BOOK SIX:  The Saga of Grand Prince Valdamar ‘the Great’ Sveinson

Book Six, The Saga of Grand Prince Valdamar ‘the Great’ Sveinson, establishes how Grand Prince Valdamar (Vladimir in Slavic) ‘the Great’ of Kiev, expanded the Hraes’ Empire and his own family Hamingja by marrying 700 wives that he pampered in estates in and around Kiev.  Unlike his father, Svein, he came to the aid of a Roman Emperor, leading six thousand picked Varangian cataphracts against Anatolian rebels, and was rewarded with the hand of Princess Anna Porphyrogennetos of Constantinople, a true Roman Princess born of the purple who could trace her bloodline back to Julius and Augustus Caesar.  She was called ‘Czarina’, and after her, all Hraes’ Grand Princes were called ‘Czars’ and their offspring were earnestly sought after, matrimonially, by European royalty.

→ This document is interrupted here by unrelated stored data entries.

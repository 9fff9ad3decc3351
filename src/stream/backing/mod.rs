//! Backing resource adapters.
//!
//! This module defines the minimal capability contract that lets the reader
//! and writer treat a file on disk and a caller-supplied memory region
//! identically:
//!
//! - [`Source`] / [`Sink`]: position query, absolute seek, and sequential
//!   transfer of a requested byte count, clipped to the resource bounds.
//! - [`FileSource`] / [`FileSink`]: buffered file streams.
//! - [`SliceSource`] / [`SliceSink`]: non-owning views over borrowed slices.
//! - [`BufferSink`]: an owned growable buffer, the writer's default backing.
//!
//! Each backing kind implements the contract exactly once; nothing above
//! this layer branches on the backing kind.

mod buffer;
mod file;
mod region;

pub use buffer::BufferSink;
pub use file::{FileSink, FileSource};
pub use region::{SliceSink, SliceSource};

use super::error::Result;

/// Byte-source half of the backing contract.
///
/// A `Source` is an addressable run of bytes with a single cursor. Reads are
/// clipped to the resource bounds; detecting a short read and turning it into
/// an error is the reader's job, not the backing's.
pub trait Source {
    /// Current cursor offset from the start of the resource.
    fn position(&mut self) -> Result<u64>;

    /// Moves the cursor to an absolute offset. Seeking past the end is
    /// allowed; subsequent reads there return no bytes.
    fn seek_to(&mut self, offset: u64) -> Result<()>;

    /// Reads up to `buf.len()` bytes at the cursor and advances it by the
    /// number of bytes copied. May return fewer bytes than requested even
    /// before the end of the resource; returns 0 only at the end.
    fn read_bytes(&mut self, buf: &mut [u8]) -> Result<usize>;

    /// Total resource size in bytes. Leaves the cursor where it was.
    fn len(&mut self) -> Result<u64>;
}

/// Byte-sink half of the backing contract.
///
/// Mirrors [`Source`] for writes. Fixed-size backings clip writes at their
/// end; growable backings never clip.
pub trait Sink {
    /// Current cursor offset from the start of the resource.
    fn position(&mut self) -> Result<u64>;

    /// Moves the cursor to an absolute offset. Seeking past the current end
    /// of a growable backing is allowed; the gap is zero-filled when the
    /// next write commits.
    fn seek_to(&mut self, offset: u64) -> Result<()>;

    /// Writes up to `buf.len()` bytes at the cursor and advances it by the
    /// number of bytes committed. Returns 0 only when a fixed-size backing
    /// has no room left.
    fn write_bytes(&mut self, buf: &[u8]) -> Result<usize>;

    /// Current total size of the backing in bytes (for files and growable
    /// buffers, the high-water mark of committed bytes).
    fn len(&mut self) -> Result<u64>;

    /// Forces any buffered bytes out to the durable backing. No-op for
    /// memory backings.
    fn flush(&mut self) -> Result<()>;
}

impl<S: Source + ?Sized> Source for Box<S> {
    fn position(&mut self) -> Result<u64> {
        (**self).position()
    }

    fn seek_to(&mut self, offset: u64) -> Result<()> {
        (**self).seek_to(offset)
    }

    fn read_bytes(&mut self, buf: &mut [u8]) -> Result<usize> {
        (**self).read_bytes(buf)
    }

    fn len(&mut self) -> Result<u64> {
        (**self).len()
    }
}

impl<S: Sink + ?Sized> Sink for Box<S> {
    fn position(&mut self) -> Result<u64> {
        (**self).position()
    }

    fn seek_to(&mut self, offset: u64) -> Result<()> {
        (**self).seek_to(offset)
    }

    fn write_bytes(&mut self, buf: &[u8]) -> Result<usize> {
        (**self).write_bytes(buf)
    }

    fn len(&mut self) -> Result<u64> {
        (**self).len()
    }

    fn flush(&mut self) -> Result<()> {
        (**self).flush()
    }
}
//! # binstream
//!
//! A dual-mode binary data access layer: a [`Reader`] and a [`Writer`] that
//! expose the same ordered, cursor-based API over either a file on disk or a
//! caller-supplied memory region. Format parsers and encoders built on top
//! never need to know which backing they are driving.
//!
//! Multi-byte values use the host's native byte order.
//!
//! ```
//! use binstream::{Reader, Writer};
//!
//! let mut writer = Writer::new();
//! writer.write_u32(0xC0FFEE)?;
//! writer.write_cstring("header")?;
//!
//! let bytes = writer.into_bytes();
//! let mut reader = Reader::from_slice(&bytes);
//! assert_eq!(reader.read_u32()?, 0xC0FFEE);
//! assert_eq!(reader.read_cstring()?, "header");
//! # Ok::<(), binstream::StreamError>(())
//! ```
pub mod stream;

// Re-export the main types for convenience
pub use stream::{
    align::padding_for,
    backing::{BufferSink, FileSink, FileSource, Sink, SliceSink, SliceSource, Source},
    error::{Result, StreamError},
    read_all_bytes,
    reader::Reader,
    writer::Writer,
};
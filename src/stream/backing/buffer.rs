//! Growable in-memory sink, the writer's default backing.

use super::Sink;
use crate::stream::error::Result;

/// Owned, growable byte buffer with a write cursor.
///
/// Unlike [`SliceSink`](super::SliceSink) the buffer grows on demand, and
/// seeking past the current end then writing zero-fills the gap, matching
/// file semantics. This is the only backing whose full written byte sequence
/// can be materialized after the fact.
#[derive(Debug, Default)]
pub struct BufferSink {
    buf: Vec<u8>,
    pos: u64,
}

impl BufferSink {
    /// An empty buffer with the cursor at offset 0.
    pub fn new() -> Self {
        Self::default()
    }

    /// Everything committed so far.
    pub fn as_bytes(&self) -> &[u8] {
        &self.buf
    }

    /// Consumes the sink, returning the written bytes.
    pub fn into_bytes(self) -> Vec<u8> {
        self.buf
    }
}

impl Sink for BufferSink {
    fn position(&mut self) -> Result<u64> {
        Ok(self.pos)
    }

    fn seek_to(&mut self, offset: u64) -> Result<()> {
        self.pos = offset;
        Ok(())
    }

    fn write_bytes(&mut self, buf: &[u8]) -> Result<usize> {
        let start = self.pos as usize;
        if start > self.buf.len() {
            // Cursor was seeked past the end; zero-fill the gap.
            self.buf.resize(start, 0);
        }
        let end = start + buf.len();
        if end > self.buf.len() {
            self.buf.resize(end, 0);
        }
        self.buf[start..end].copy_from_slice(buf);
        self.pos = end as u64;
        Ok(buf.len())
    }

    fn len(&mut self) -> Result<u64> {
        Ok(self.buf.len() as u64)
    }

    fn flush(&mut self) -> Result<()> {
        Ok(())
    }
}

BOOK SEVEN:  The Saga of King Sweyn ‘Forkbeard’ Ivarson

In The Saga of King Sweyn ‘Forkbeard’ Ivarson, Prince Svein anonymously takes the name of Sweyn ‘Forkbeard’ in Norway and befriends the Jarls of Lade in Trondheim Fjord in Norway as he expands the Nor’Way trade route of his grandfather, Ragnar ‘Lothbrok’.  He had come close to defeating the Eastern Roman Empire, and still felt that he was due at least a shared throne in Constantinople.  He used the gold from the Nor’Way trade to rebuild his legions and his Hraes’ cataphracts and though his brother, King Gorm ‘the Old’, was dead, his son, Sweyn’s nephew, King Harald ‘Bluetooth’ Gormson had usurped the throne of Denmark and had hired the famed Jomsvikings to attack Prince Sweyn in Norway, setting up the famous Battle of Hjorungavagr in a fjord south of Lade.  King Sweyn ‘Forkbeard’ would emerge from that confrontation and then he would defeat King Olaf Tryggvason of Norway in the Battle of Svolder in 1000 AD, in an engagement precipitated over the hand of Queen Sigrid ‘the Haughty’ of Sweden.  Later he attacked England in revenge for the following St. Brice’s Day Massacre of Danes in 1002 AD and he fought a protracted war with the Saxon King Aethelred ‘the Unready’ that could only be described as the harvesting of the English for sale as slaves in Baghdad and Constantinople.  With the help of his son, Prince Valdamar of Kiev, and the legions and cataphracts of Hraes’, he conquered England on Christmas Day of 1013, but victory was not kind to him.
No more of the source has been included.